As explained in "The Elements of Statistical Learning" by T. Hastie, R. Tibshirani, J. Friedman, the algorithm for K-Means goes as follows:
1. For each data point, the closest cluster center is identified (Eucledean distance)
2. Each cluster center is replaced by the coordinate-wise average of all data point that are closest to it

## First step

We want to calculate Eucledian distances for each point versus centroid.  
In basic example with single data point and single centroid, the formula would be:
$$
distance = \sqrt{ \sum_i^n (point_i - centroid_i)^2 }
$$
where $distance \in \mathbb{R}$, $point, centroid \in \mathbb{R}^n$ and $n$ is dimensionality of the vector space.  
We want to calculate $distance$ to each centroid, then calculate argmin for each datapoint in order to pick associated centroid.  

In [None]:
def closest_centroid(datapoint: Float[Array, "feature_dims"], centroid: Float[Array, "centroid_dims" "feature_dims"]):
    # this is broadcasted into (centroid_dims, feature_dims)
    diff: Float[Array, "centroid_dims" "feature_dims"] = datapoint - centroid
    distance_per_centroid: Float[Array, "centroid_dims"] = jnp.sum(diff**2, axis=1)
    return jnp.argmin(distance_per_centroid, axis=0)

p = np.random.random((5, 2))
c = np.random.random((3, 2))

jax.vmap(closest_centroid, in_axes=(0, None))(p, c)

Array([0, 0, 1, 0, 2], dtype=int32)

## Second step

Once we found association between all datapoints and centroids, we calculate new positions of the centroids, by averaging the positions of points that are closests to each.  

In [None]:
def k_means_verbose(datapoints: Float[Array, "N feature_dims"], k: int, num_iterations: int, key1):
    centroids = jrandom.uniform(key1, shape=(k, datapoints.shape[-1]))

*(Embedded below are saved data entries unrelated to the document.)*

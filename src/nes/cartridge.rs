use anyhow::{Context, Result, bail};
use sha1::{Digest, Sha1};
use std::{fs, path::Path};

use super::compat::CompatDb;
use super::error::EmuError;
use super::mapper::Mirroring;

const HEADER_LEN: usize = 16;
const TRAINER_LEN: usize = 512;
const PRG_UNIT: usize = 16 * 1024;
const CHR_UNIT: usize = 8 * 1024;

#[derive(Debug, Clone)]
pub struct Cartridge {
    pub mapper_id: u16,
    pub submapper_id: u8,
    pub mirroring: Mirroring,
    pub has_battery_backed_ram: bool,
    pub prg_rom: Vec<u8>,
    pub chr_data: Vec<u8>,
    pub chr_is_ram: bool,
    pub prg_ram_size: usize,
    pub trainer: Option<Vec<u8>>,
    /// Uppercase hex SHA-1 of PRG+CHR, without header or trainer.
    pub sha1: String,
    pub is_nes2: bool,
}

impl Cartridge {
    pub fn from_file(path: &Path) -> Result<Self> {
        let bytes =
            fs::read(path).with_context(|| format!("failed to read ROM: {}", path.display()))?;
        Self::from_bytes(&bytes)
    }

    pub fn from_bytes(bytes: &[u8]) -> Result<Self> {
        Self::from_bytes_with_db(bytes, None)
    }

    pub fn from_bytes_with_db(bytes: &[u8], db: Option<&CompatDb>) -> Result<Self> {
        if bytes.len() < HEADER_LEN {
            bail!(EmuError::InvalidHeader(
                "image is too small to contain an iNES header".to_string()
            ));
        }
        if &bytes[0..4] != b"NES\x1A" {
            bail!(EmuError::InvalidHeader(
                "bad magic, expected NES<EOF>".to_string()
            ));
        }

        let flags6 = bytes[6];
        let flags7 = bytes[7];
        let is_nes2 = (flags7 & 0x0C) == 0x08;

        let mapper_id_low = ((flags6 as u16) >> 4) | ((flags7 as u16) & 0xF0);
        let mapper_id = if is_nes2 {
            mapper_id_low | (((bytes[8] as u16) & 0x0F) << 8)
        } else {
            mapper_id_low
        };
        let submapper_id = if is_nes2 { bytes[8] >> 4 } else { 0 };
        let mirroring = if (flags6 & 0x08) != 0 {
            Mirroring::FourScreen
        } else if (flags6 & 0x01) != 0 {
            Mirroring::Vertical
        } else {
            Mirroring::Horizontal
        };
        let trainer_present = (flags6 & 0x04) != 0;
        let has_battery_backed_ram = (flags6 & 0x02) != 0;

        let (prg_rom_size, chr_rom_size, prg_ram_size, chr_ram_size) = if is_nes2 {
            let prg = nes2_rom_size(bytes[4], bytes[9] & 0x0F, PRG_UNIT)?;
            let chr = nes2_rom_size(bytes[5], bytes[9] >> 4, CHR_UNIT)?;
            let prg_ram = nes2_ram_size(bytes[10] & 0x0F) + nes2_ram_size(bytes[10] >> 4);
            let chr_ram = nes2_ram_size(bytes[11] & 0x0F) + nes2_ram_size(bytes[11] >> 4);
            (prg, chr, prg_ram, chr_ram)
        } else {
            let prg_ram_units = if bytes[8] == 0 { 1 } else { bytes[8] as usize };
            (
                bytes[4] as usize * PRG_UNIT,
                bytes[5] as usize * CHR_UNIT,
                prg_ram_units * 8 * 1024,
                0,
            )
        };
        if prg_rom_size == 0 {
            bail!(EmuError::InvalidHeader("PRG ROM size is zero".to_string()));
        }

        let mut cursor = HEADER_LEN;
        let trainer = if trainer_present {
            let end = cursor + TRAINER_LEN;
            let trainer = take_section(bytes, cursor, TRAINER_LEN, "trainer")?;
            cursor = end;
            Some(trainer.to_vec())
        } else {
            None
        };

        let prg_rom = take_section(bytes, cursor, prg_rom_size, "PRG ROM")?.to_vec();
        cursor += prg_rom_size;
        let chr_rom = take_section(bytes, cursor, chr_rom_size, "CHR ROM")?;

        let mut hasher = Sha1::new();
        hasher.update(&prg_rom);
        hasher.update(chr_rom);
        let sha1 = hex_upper(&hasher.finalize());

        let (chr_data, chr_is_ram) = if chr_rom.is_empty() {
            (vec![0; chr_ram_size.max(CHR_UNIT)], true)
        } else {
            (chr_rom.to_vec(), false)
        };

        let mut cart = Self {
            mapper_id,
            submapper_id,
            mirroring,
            has_battery_backed_ram,
            prg_rom,
            chr_data,
            chr_is_ram,
            prg_ram_size,
            trainer,
            sha1,
            is_nes2,
        };
        if let Some(db) = db {
            cart.apply_compat(db);
        }

        log::info!(
            "loaded cartridge: mapper {} sub {} prg={}K chr={}K{} mirroring={:?} sha1={}",
            cart.mapper_id,
            cart.submapper_id,
            cart.prg_rom.len() / 1024,
            cart.chr_data.len() / 1024,
            if cart.chr_is_ram { " (RAM)" } else { "" },
            cart.mirroring,
            cart.sha1
        );
        Ok(cart)
    }

    fn apply_compat(&mut self, db: &CompatDb) {
        let Some(entry) = db.lookup(&self.sha1) else {
            return;
        };
        log::info!(
            "compatibility entry for {} overrides header: mapper {} -> {}",
            self.sha1,
            self.mapper_id,
            entry.mapper
        );
        self.mapper_id = entry.mapper;
        self.submapper_id = entry.submapper;
        if let Some(mirroring) = entry.mirroring {
            self.mirroring = mirroring;
        }
        self.has_battery_backed_ram = entry.battery;
        if let Some(size) = entry.prg_ram_size {
            self.prg_ram_size = size;
        }
        match entry.chr_ram_size {
            Some(size) if self.chr_is_ram && size > 0 => self.chr_data = vec![0; size],
            _ => {}
        }
    }
}

fn take_section<'a>(
    bytes: &'a [u8],
    start: usize,
    len: usize,
    section: &'static str,
) -> Result<&'a [u8]> {
    let available = bytes.len().saturating_sub(start);
    if available < len {
        bail!(EmuError::Truncated {
            section,
            expected: len,
            available,
        });
    }
    Ok(&bytes[start..start + len])
}

fn nes2_rom_size(lsb: u8, msb: u8, unit: usize) -> Result<usize> {
    if msb == 0x0F {
        let exponent = (lsb >> 2) as u32;
        let multiplier = ((lsb & 0x03) as usize) * 2 + 1;
        let Some(size) = 1usize
            .checked_shl(exponent)
            .and_then(|base| base.checked_mul(multiplier))
        else {
            bail!(EmuError::InvalidHeader(format!(
                "NES 2.0 size 2^{exponent}*{multiplier} overflows"
            )));
        };
        Ok(size)
    } else {
        Ok((((msb as usize) << 8) | lsb as usize) * unit)
    }
}

fn nes2_ram_size(shift: u8) -> usize {
    if shift == 0 { 0 } else { 64usize << shift }
}

pub(crate) fn hex_upper(bytes: &[u8]) -> String {
    bytes.iter().map(|b| format!("{b:02X}")).collect()
}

    for i in range(num_iterations):
        print("___________________________\nIteration:", i)

        # 1 step
        dp_distances = jax.vmap(closest_centroid, in_axes=(0, None))(datapoints, centroids)
        print("Distances:", dp_distances, "\n")

        # 2 step
        for cluster_id in range(centroids.shape[0]):
            print("\nCluster id", cluster_id)
            # find datapoints within cluster
            cluster_datapoints = datapoints[jnp.where(dp_distances == cluster_id)]
            print("Datapoints: ", cluster_datapoints, cluster_datapoints.shape)
            if jnp.size(cluster_datapoints) == 0:
                continue
            # calculate average among
            centroid_pos = np.mean(cluster_datapoints, axis=0)
            print("Centroid new pos:", centroid_pos)
            centroids = centroids.at[cluster_id].set(centroid_pos)

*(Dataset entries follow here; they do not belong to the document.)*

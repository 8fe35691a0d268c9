use serde::{Deserialize, Serialize};

pub const CPU_CLOCK_HZ: f64 = 1_789_773.0;
pub const DEFAULT_SAMPLE_RATE: u32 = 44_100;
const MIN_SAMPLE_RATE: u32 = 8_000;

// One-pole DC blocker; corner near 35 Hz at 44.1 kHz.
const DC_BLOCK_POLE: f32 = 0.995;

const LENGTH_TABLE: [u8; 32] = [
    10, 254, 20, 2, 40, 4, 80, 6, 160, 8, 60, 10, 14, 12, 26, 14, 12, 16, 24, 18, 48, 20, 96, 22,
    192, 24, 72, 26, 16, 28, 32, 30,
];

const DUTY_PATTERNS: [u8; 4] = [0b0100_0000, 0b0110_0000, 0b0111_1000, 0b1001_1111];

const TRIANGLE_STEPS: [u8; 32] = [
    15, 14, 13, 12, 11, 10, 9, 8, 7, 6, 5, 4, 3, 2, 1, 0, 0, 1, 2, 3, 4, 5, 6, 7, 8, 9, 10, 11, 12,
    13, 14, 15,
];

const NOISE_PERIODS: [u16; 16] = [
    4, 8, 16, 32, 64, 96, 128, 160, 202, 254, 380, 508, 762, 1016, 2034, 4068,
];

const DMC_PERIODS: [u16; 16] = [
    428, 380, 340, 320, 286, 254, 226, 214, 190, 160, 142, 128, 106, 84, 72, 54,
];

// Frame sequencer step offsets in CPU cycles since the last restart.
const SEQ_QUARTER_1: u32 = 7_457;
const SEQ_HALF_1: u32 = 14_913;
const SEQ_QUARTER_3: u32 = 22_371;
const SEQ_FOUR_STEP_LAST: u32 = 29_829;
const SEQ_FOUR_STEP_WRAP: u32 = 29_830;
const SEQ_FIVE_STEP_LAST: u32 = 37_281;
const SEQ_FIVE_STEP_WRAP: u32 = 37_282;

#[derive(Debug, Clone, Copy, PartialEq, Eq)]
enum FrameClock {
    None,
    Quarter,
    Half,
}

#[derive(Debug, Clone, Serialize, Deserialize)]
pub struct Apu {
    pulse1: PulseChannel,
    pulse2: PulseChannel,
    triangle: TriangleChannel,
    noise: NoiseChannel,
    dmc: DmcChannel,
    sequencer: FrameSequencer,

    cpu_cycle: u64,
    sample_rate: u32,
    cycles_per_sample: f64,
    sample_clock: f64,
    accumulator: OutputAccumulator,
    dc_prev_in: f32,
    dc_prev_out: f32,
    dmc_dma_request: Option<u16>,
}

impl Default for Apu {
    fn default() -> Self {
        Self::new(DEFAULT_SAMPLE_RATE)
    }
}

impl Apu {
    pub fn new(sample_rate: u32) -> Self {
        let sample_rate = sample_rate.max(MIN_SAMPLE_RATE);
        Self {
            pulse1: PulseChannel::new(SweepNegate::OnesComplement),
            pulse2: PulseChannel::new(SweepNegate::TwosComplement),
            triangle: TriangleChannel::default(),
            noise: NoiseChannel::default(),
            dmc: DmcChannel::default(),
            sequencer: FrameSequencer::default(),
            cpu_cycle: 0,
            sample_rate,
            cycles_per_sample: CPU_CLOCK_HZ / sample_rate as f64,
            sample_clock: 0.0,
            accumulator: OutputAccumulator::default(),
            dc_prev_in: 0.0,
            dc_prev_out: 0.0,
            dmc_dma_request: None,
        }
    }

    /// Console reset: channels go silent and the frame sequencer restarts in
    /// its last mode. The output filter keeps its state.
    pub fn reset(&mut self) {
        self.write_status(0x00);
        self.dmc.irq_flag = false;
        self.dmc_dma_request = None;
        self.sequencer.irq_flag = false;
        let mode = self.sequencer.mode_bits();
        self.sequencer.write(mode, self.cpu_cycle);
    }

    pub fn sample_rate(&self) -> u32 {
        self.sample_rate
    }

    pub fn set_sample_rate(&mut self, sample_rate: u32) {
        self.sample_rate = sample_rate.max(MIN_SAMPLE_RATE);
        self.cycles_per_sample = CPU_CLOCK_HZ / self.sample_rate as f64;
        self.sample_clock = 0.0;
    }

    pub fn write_register(&mut self, addr: u16, value: u8) {
        let reg = addr & 0x03;
        match addr {
            0x4000..=0x4003 => self.pulse1.write(reg, value),
            0x4004..=0x4007 => self.pulse2.write(reg, value),
            0x4008..=0x400B => self.triangle.write(reg, value),
            0x400C..=0x400F => self.noise.write(reg, value),
            0x4010..=0x4013 => self.dmc.write(reg, value),
            0x4015 => self.write_status(value),
            0x4017 => self.sequencer.write(value, self.cpu_cycle),
            _ => {}
        }
    }

    /// $4015 read. Acknowledges the frame IRQ.
    pub fn read_status(&mut self) -> u8 {
        let status = self.peek_status();
        self.sequencer.irq_flag = false;
        status
    }

    pub fn peek_status(&self) -> u8 {
        let voices: [&dyn Voice; 4] = [&self.pulse1, &self.pulse2, &self.triangle, &self.noise];
        let mut status = voices
            .iter()
            .enumerate()
            .filter(|(_, voice)| voice.length().active())
            .fold(0u8, |bits, (i, _)| bits | (1 << i));
        if self.dmc.reader.remaining > 0 {
            status |= 0x10;
        }
        if self.sequencer.irq_flag {
            status |= 0x40;
        }
        if self.dmc.irq_flag {
            status |= 0x80;
        }
        status
    }

    pub fn irq_pending(&self) -> bool {
        self.sequencer.irq_flag || self.dmc.irq_flag
    }

    pub fn dmc_enabled(&self) -> bool {
        self.dmc.enabled
    }

    /// Advances one CPU cycle. Returns an output sample each time the host
    /// sample clock crosses a boundary.
    pub fn tick(&mut self) -> Option<f32> {
        self.cpu_cycle = self.cpu_cycle.wrapping_add(1);
        if let Some(clock) = self.sequencer.apply_pending_write() {
            self.clock_voices(clock);
        }

        // Pulse and noise timers run at half the CPU rate.
        if self.cpu_cycle & 1 == 0 {
            self.pulse1.clock_timer();
            self.pulse2.clock_timer();
            self.noise.clock_timer();
        }
        self.triangle.clock_timer();
        self.dmc.clock_timer();
        self.request_dmc_dma();

        let clock = self.sequencer.clock();
        self.clock_voices(clock);

        self.accumulator.add([
            self.pulse1.output(),
            self.pulse2.output(),
            self.triangle.output(),
            self.noise.output(),
            self.dmc.output_level,
        ]);

        self.sample_clock += 1.0;
        if self.sample_clock < self.cycles_per_sample {
            return None;
        }
        self.sample_clock -= self.cycles_per_sample;
        let mixed = mix(self.accumulator.drain());
        Some(self.dc_block(mixed))
    }

    pub fn take_dmc_dma_request(&mut self) -> Option<u16> {
        self.dmc_dma_request.take()
    }

    pub fn complete_dmc_dma(&mut self, value: u8) {
        self.dmc.load_sample_byte(value);
        self.request_dmc_dma();
    }

    fn request_dmc_dma(&mut self) {
        if self.dmc_dma_request.is_none() && self.dmc.fetch_due() {
            self.dmc.reader.fetch_pending = false;
            self.dmc_dma_request = Some(self.dmc.reader.address);
        }
    }

    fn write_status(&mut self, value: u8) {
        self.dmc.irq_flag = false;
        self.pulse1.set_enabled(value & 0x01 != 0);
        self.pulse2.set_enabled(value & 0x02 != 0);
        self.triangle.set_enabled(value & 0x04 != 0);
        self.noise.set_enabled(value & 0x08 != 0);

        self.dmc.enabled = value & 0x10 != 0;
        if !self.dmc.enabled {
            self.dmc.reader.stop();
            self.dmc_dma_request = None;
        } else if self.dmc.reader.remaining == 0 {
            self.dmc.restart();
        }
    }

    fn clock_voices(&mut self, clock: FrameClock) {
        if clock == FrameClock::None {
            return;
        }
        let half = clock == FrameClock::Half;
        let voices: [&mut dyn Voice; 4] = [
            &mut self.pulse1,
            &mut self.pulse2,
            &mut self.triangle,
            &mut self.noise,
        ];
        for voice in voices {
            voice.quarter_frame();
            if half {
                voice.half_frame();
            }
        }
    }

    fn dc_block(&mut self, sample: f32) -> f32 {
        let out = sample - self.dc_prev_in + DC_BLOCK_POLE * self.dc_prev_out;
        self.dc_prev_in = sample;
        self.dc_prev_out = out;
        out.clamp(-1.0, 1.0)
    }
}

        print("___________________________\n\n")

key, key1 = jrandom.split(key)
k_means_verbose(p, 3, 4, key1)

___________________________
Iteration: 0
Distances: [0 0 1 0 1] 


Cluster id 0
Datapoints:  [[0.091053   0.75945372]
 [0.31835557 0.8426555 ]
 [0.22677102 0.84457623]] (3, 2)
Centroid new pos: [0.21205986 0.81556182]

Cluster id 1
Datapoints:  [[0.62605219 0.09644724]
 [0.70605345 0.08680608]] (2, 2)
Centroid new pos: [0.66605282 0.09162666]

Cluster id 2
Datapoints:  [] (0, 2)
___________________________


___________________________
Iteration: 1
Distances: [0 0 1 0 1] 


Cluster id 0
Datapoints:  [[0.091053   0.75945372]
 [0.31835557 0.8426555 ]
 [0.22677102 0.84457623]] (3, 2)
Centroid new pos: [0.21205986 0.81556182]

Cluster id 1
Datapoints:  [[0.62605219 0.09644724]
 [0.70605345 0.08680608]] (2, 2)
Centroid new pos: [0.66605282 0.09162666]

Cluster id 2
Datapoints:  [] (0, 2)
___________________________


___________________________
Iteration: 2
Distances: [0 0 1 0 1] 


Cluster id 0
Datapoints:  [[0.091053   0.75945372]
 [0.31835557 0.8426555 ]
 [0.22677102 0.84457623]] (3, 2)


# Visualization

Let us rewrite the function in a more consise way.  

In [None]:
def k_means_iteration(centroids, datapoints):
    """
    This is the key algorithm
    """
    # 1 step
    dp_distances = jax.vmap(closest_centroid, in_axes=(0, None))(datapoints, centroids)
    # 2 step
    centroid_associated_datapoints = []
    for centroid_id in range(centroids.shape[0]):
        # find datapoints within centroid
        centroid_datapoints = datapoints[jnp.where(dp_distances == centroid_id)]
        centroid_associated_datapoints.append(centroid_datapoints)
        if jnp.size(centroid_datapoints) == 0:
            continue
        # calculate average among asigned datapoints
        centroid_pos = np.mean(centroid_datapoints, axis=0)
        centroids = centroids.at[centroid_id].set(centroid_pos)
    return centroids, centroid_associated_datapoints

def k_means(datapoints: Float[Array, "N feature_dims"], k: int, key1, max_num_iterations=100):
    """
    This is iterator that also produces history for the animation
    """
    assert datapoints.shape[-1] == 2
    centroids = jrandom.uniform(key1, shape=(k, datapoints.shape[-1]))
    centroids_history = []
    centroids_datapoints_history = []

    for i in range(max_num_iterations):
        # track history of associations for visualization
        centroids_history.append(centroids)

        # step through
        centroids, centroid_associated_datapoints = k_means_iteration(centroids, datapoints)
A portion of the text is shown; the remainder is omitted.